Start at the first record below and retype through the last, exactly.

#####

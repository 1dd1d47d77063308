use thiserror::Error;

/// Main error type for BER-TLV decoding
///
/// Decode errors are terminal for the walk that produced them: the walker
/// stops at the first error and returns everything rendered up to that
/// point. The variants carry the violated bound as structured fields so
/// callers can log or inspect the diagnostic without parsing a message.
#[derive(Error, Debug, Clone, Copy, PartialEq, Eq)]
pub enum TlvError {
    /// The remaining buffer is smaller than the decoded object requires,
    /// either for the minimum header or for the full tag + length + value
    /// span. Component sizes not yet decoded at the point of failure are
    /// reported as zero.
    #[error(
        "insufficient data: {actual} bytes remaining, at least {required} required \
         (tag {tag_size} + length {length_size} + value {value_length})"
    )]
    InsufficientData {
        actual: usize,
        required: usize,
        tag_size: usize,
        length_size: usize,
        value_length: usize,
    },

    /// Constructed objects are nested deeper than the supported maximum.
    #[error("nesting depth exceeds the supported maximum of {max} constructed levels")]
    DepthExceeded { max: usize },
}

/// Result type alias for BER-TLV operations
pub type TlvResult<T> = Result<T, TlvError>;
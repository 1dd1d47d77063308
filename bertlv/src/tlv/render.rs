//! Sequence walker and indented report renderer
//!
//! [`render_all`] drives [`decode_one`] over a whole buffer and accumulates
//! a text report: one `TAG` line and one `LEN` line per object, a `VAL` hex
//! dump for non-empty primitive values, and two spaces of indentation per
//! open constructed level. The walk is flat; nesting is tracked with a
//! [`DepthStack`] of byte budgets rather than by recursing into constructed
//! values.
//!
//! A decode failure stops the walk. The report produced for the objects
//! decoded before the failure is kept and handed back together with the
//! error; nothing is resynchronized or retried.

use log::{trace, warn};

use crate::error::{TlvError, TlvResult};
use crate::tlv::decoder::decode_one;
use crate::tlv::types::{DepthStack, TlvObject};

/// Spaces of indentation per open constructed level.
const INDENT_WIDTH: usize = 2;

/// Outcome of one decode-and-render pass
///
/// Carries the accumulated report text and, when the walk was cut short,
/// the error that stopped it. The text always covers every object decoded
/// before the failure, so a truncated buffer still yields a usable partial
/// report.
#[derive(Debug, Clone, PartialEq, Eq)]
pub struct Report {
    text: String,
    error: Option<TlvError>,
}

impl Report {
    /// The rendered report text.
    pub fn text(&self) -> &str {
        &self.text
    }

    /// Number of bytes written into the report.
    pub fn bytes_written(&self) -> usize {
        self.text.len()
    }

    /// The error that stopped the walk, if any.
    pub fn error(&self) -> Option<TlvError> {
        self.error
    }

    /// True when the whole buffer was walked without a decode error.
    pub fn is_complete(&self) -> bool {
        self.error.is_none()
    }

    /// Consume the report, keeping only the text.
    pub fn into_text(self) -> String {
        self.text
    }
}

/// Render the full indented report for a BER-TLV encoded buffer.
///
/// Pure function of the input bytes: repeated calls on the same buffer
/// produce byte-identical output. Garbage bytes (`0x00` / `0xFF`) before,
/// between and after top-level objects are skipped; a buffer consisting
/// only of filler renders as an empty, complete report.
pub fn render_all(buffer: &[u8]) -> Report {
    Walker::new(buffer).run()
}

/// Walk state for one decode-and-render pass.
///
/// Owns the byte cursor, the depth stack and the output accumulator; every
/// pass gets a fresh walker, so concurrent passes over independent buffers
/// never share state.
struct Walker<'a> {
    buffer: &'a [u8],
    position: usize,
    stack: DepthStack,
    /// Garbage skipping is only legal while the cursor is outside any open
    /// constructed object.
    outside_constructed: bool,
    out: String,
}

impl<'a> Walker<'a> {
    fn new(buffer: &'a [u8]) -> Self {
        Self {
            buffer,
            position: 0,
            stack: DepthStack::new(),
            outside_constructed: true,
            out: String::new(),
        }
    }

    fn run(mut self) -> Report {
        // Copy of the buffer reference, so decoded objects borrow the
        // buffer itself rather than the walker.
        let buffer = self.buffer;
        while self.position < buffer.len() {
            let window = &buffer[self.position..];
            let (object, skipped) = match decode_one(window, self.outside_constructed) {
                Ok(Some(decoded)) => decoded,
                Ok(None) => break,
                Err(err) => return self.stop(err),
            };
            self.position += skipped;

            self.emit_header(&object);
            if object.constructed {
                if let Err(err) = self.enter_constructed(&object) {
                    return self.stop(err);
                }
            } else {
                self.emit_primitive(&object);
            }
        }
        Report {
            text: self.out,
            error: None,
        }
    }

    fn stop(self, err: TlvError) -> Report {
        warn!(
            "stopping BER-TLV walk at offset {} of {}: {}",
            self.position,
            self.buffer.len(),
            err
        );
        Report {
            text: self.out,
            error: Some(err),
        }
    }

    /// Emit the TAG and LEN lines, indented at the current depth.
    fn emit_header(&mut self, object: &TlvObject<'_>) {
        self.indent();
        self.out.push_str(&format!(
            "TAG - 0x{:02X} ({}, {})\n",
            object.tag,
            object.class,
            object.type_name()
        ));
        self.indent();
        self.out
            .push_str(&format!("LEN - {} bytes\n", object.value_length));
    }

    /// Open a constructed object: the cursor advances past the header only,
    /// since the value bytes belong to the nested members walked next.
    fn enter_constructed(&mut self, object: &TlvObject<'_>) -> TlvResult<()> {
        self.position += object.header_size();
        if !self.stack.is_empty() {
            // This object is itself a member: charge its full size to the
            // enclosing budget first, closing out a sibling context when it
            // was the last remaining member of its parent.
            self.stack.charge(object.total_size());
        }
        self.stack.push(object.value_length)?;
        trace!(
            "opened constructed object 0x{:02X}, depth now {}",
            object.tag,
            self.stack.depth()
        );
        self.outside_constructed = false;
        self.out.push('\n');
        Ok(())
    }

    /// Consume a primitive object: emit the value dump and charge the full
    /// encoded size to the enclosing budget.
    fn emit_primitive(&mut self, object: &TlvObject<'_>) {
        self.position += object.total_size();
        if object.value_length > 0 {
            self.indent();
            self.out.push_str("VAL - ");
            for byte in object.value {
                self.out.push_str(&format!("0x{:02X} ", byte));
            }
            self.out.push('\n');
        }
        self.out.push('\n');

        if self.stack.is_empty() {
            self.outside_constructed = true;
        } else if self.stack.charge(object.total_size()) {
            trace!("closed constructed object, depth now {}", self.stack.depth());
            if self.stack.is_empty() {
                // Back at the top level, filler bytes are permitted again.
                self.outside_constructed = true;
            }
        }
    }

    fn indent(&mut self) {
        for _ in 0..self.stack.depth() * INDENT_WIDTH {
            self.out.push(' ');
        }
    }
}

#####

* [Solution to this problem]:
repository 1dd1d47d77063308
use thiserror::Error;

/// Main error type for BER-TLV decoding
///
/// Decode errors are terminal for the walk that produced them: the walker
/// stops at the first error and returns everything rendered up to that
/// point. The variants carry the violated bound as structured fields so
/// callers can log or inspect the diagnostic without parsing a message.
#[derive(Error, Debug, Clone, Copy, PartialEq, Eq)]
pub enum TlvError {
    /// The remaining buffer is smaller than the decoded object requires,
    /// either for the minimum header or for the full tag + length + value
    /// span. Component sizes not yet decoded at the point of failure are
    /// reported as zero.
    #[error(
        "insufficient data: {actual} bytes remaining, at least {required} required \
         (tag {tag_size} + length {length_size} + value {value_length})"
    )]
    InsufficientData {
        actual: usize,
        required: usize,
        tag_size: usize,
        length_size: usize,
        value_length: usize,
    },

    /// Constructed objects are nested deeper than the supported maximum.
    #[error("nesting depth exceeds the supported maximum of {max} constructed levels")]
    DepthExceeded { max: usize },
}

/// Result type alias for BER-TLV operations
pub type TlvResult<T> = Result<T, TlvError>;
repository 1dd1d47d77063308
filename bertlv/src/tlv/render.rs
//! Sequence walker and indented report renderer
//!
//! [`render_all`] drives [`decode_one`] over a whole buffer and accumulates
//! a text report: one `TAG` line and one `LEN` line per object, a `VAL` hex
//! dump for non-empty primitive values, and two spaces of indentation per
//! open constructed level. The walk is flat; nesting is tracked with a
//! [`DepthStack`] of byte budgets rather than by recursing into constructed
//! values.
//!
//! A decode failure stops the walk. The report produced for the objects
//! decoded before the failure is kept and handed back together with the
//! error; nothing is resynchronized or retried.

use log::{trace, warn};

use crate::error::{TlvError, TlvResult};
use crate::tlv::decoder::decode_one;
use crate::tlv::types::{DepthStack, TlvObject};

/// Spaces of indentation per open constructed level.
const INDENT_WIDTH: usize = 2;

/// Outcome of one decode-and-render pass
///
/// Carries the accumulated report text and, when the walk was cut short,
/// the error that stopped it. The text always covers every object decoded
/// before the failure, so a truncated buffer still yields a usable partial
/// report.
#[derive(Debug, Clone, PartialEq, Eq)]
pub struct Report {
    text: String,
    error: Option<TlvError>,
}

impl Report {
    /// The rendered report text.
    pub fn text(&self) -> &str {
        &self.text
    }

    /// Number of bytes written into the report.
    pub fn bytes_written(&self) -> usize {
        self.text.len()
    }

    /// The error that stopped the walk, if any.
    pub fn error(&self) -> Option<TlvError> {
        self.error
    }

    /// True when the whole buffer was walked without a decode error.
    pub fn is_complete(&self) -> bool {
        self.error.is_none()
    }

    /// Consume the report, keeping only the text.
    pub fn into_text(self) -> String {
        self.text
    }
}

/// Render the full indented report for a BER-TLV encoded buffer.
///
/// Pure function of the input bytes: repeated calls on the same buffer
/// produce byte-identical output. Garbage bytes (`0x00` / `0xFF`) before,
/// between and after top-level objects are skipped; a buffer consisting
/// only of filler renders as an empty, complete report.
pub fn render_all(buffer: &[u8]) -> Report {
    Walker::new(buffer).run()
}

/// Walk state for one decode-and-render pass.
///
/// Owns the byte cursor, the depth stack and the output accumulator; every
/// pass gets a fresh walker, so concurrent passes over independent buffers
/// never share state.
struct Walker<'a> {
    buffer: &'a [u8],
    position: usize,
    stack: DepthStack,
    /// Garbage skipping is only legal while the cursor is outside any open
    /// constructed object.
    outside_constructed: bool,
    out: String,
}

impl<'a> Walker<'a> {
    fn new(buffer: &'a [u8]) -> Self {
        Self {
            buffer,
            position: 0,
            stack: DepthStack::new(),
            outside_constructed: true,
            out: String::new(),
        }
    }

    fn run(mut self) -> Report {
        // Copy of the buffer reference, so decoded objects borrow the
        // buffer itself rather than the walker.
        let buffer = self.buffer;
        while self.position < buffer.len() {
            let window = &buffer[self.position..];
            let (object, skipped) = match decode_one(window, self.outside_constructed) {
                Ok(Some(decoded)) => decoded,
                Ok(None) => break,
                Err(err) => return self.stop(err),
            };
            self.position += skipped;

            self.emit_header(&object);
            if object.constructed {
                if let Err(err) = self.enter_constructed(&object) {
                    return self.stop(err);
                }
            } else {
                self.emit_primitive(&object);
            }
        }
        Report {
            text: self.out,
            error: None,
        }
    }

    fn stop(self, err: TlvError) -> Report {
        warn!(
            "stopping BER-TLV walk at offset {} of {}: {}",
            self.position,
            self.buffer.len(),
            err
        );
        Report {
            text: self.out,
            error: Some(err),
        }
    }

    /// Emit the TAG and LEN lines, indented at the current depth.
    fn emit_header(&mut self, object: &TlvObject<'_>) {
        self.indent();
        self.out.push_str(&format!(
            "TAG - 0x{:02X} ({}, {})\n",
            object.tag,
            object.class,
            object.type_name()
        ));
        self.indent();
        self.out
            .push_str(&format!("LEN - {} bytes\n", object.value_length));
    }

    /// Open a constructed object: the cursor advances past the header only,
    /// since the value bytes belong to the nested members walked next.
    fn enter_constructed(&mut self, object: &TlvObject<'_>) -> TlvResult<()> {
        self.position += object.header_size();
        if !self.stack.is_empty() {
            // This object is itself a member: charge its full size to the
            // enclosing budget first, closing out a sibling context when it
            // was the last remaining member of its parent.
            self.stack.charge(object.total_size());
        }
        self.stack.push(object.value_length)?;
        trace!(
            "opened constructed object 0x{:02X}, depth now {}",
            object.tag,
            self.stack.depth()
        );
        self.outside_constructed = false;
        self.out.push('\n');
        Ok(())
    }

    /// Consume a primitive object: emit the value dump and charge the full
    /// encoded size to the enclosing budget.
    fn emit_primitive(&mut self, object: &TlvObject<'_>) {
        self.position += object.total_size();
        if object.value_length > 0 {
            self.indent();
            self.out.push_str("VAL - ");
            for byte in object.value {
                self.out.push_str(&format!("0x{:02X} ", byte));
            }
            self.out.push('\n');
        }
        self.out.push('\n');

        if self.stack.is_empty() {
            self.outside_constructed = true;
        } else if self.stack.charge(object.total_size()) {
            trace!("closed constructed object, depth now {}", self.stack.depth());
            if self.stack.is_empty() {
                // Back at the top level, filler bytes are permitted again.
                self.outside_constructed = true;
            }
        }
    }

    fn indent(&mut self) {
        for _ in 0..self.stack.depth() * INDENT_WIDTH {
            self.out.push(' ');
        }
    }
}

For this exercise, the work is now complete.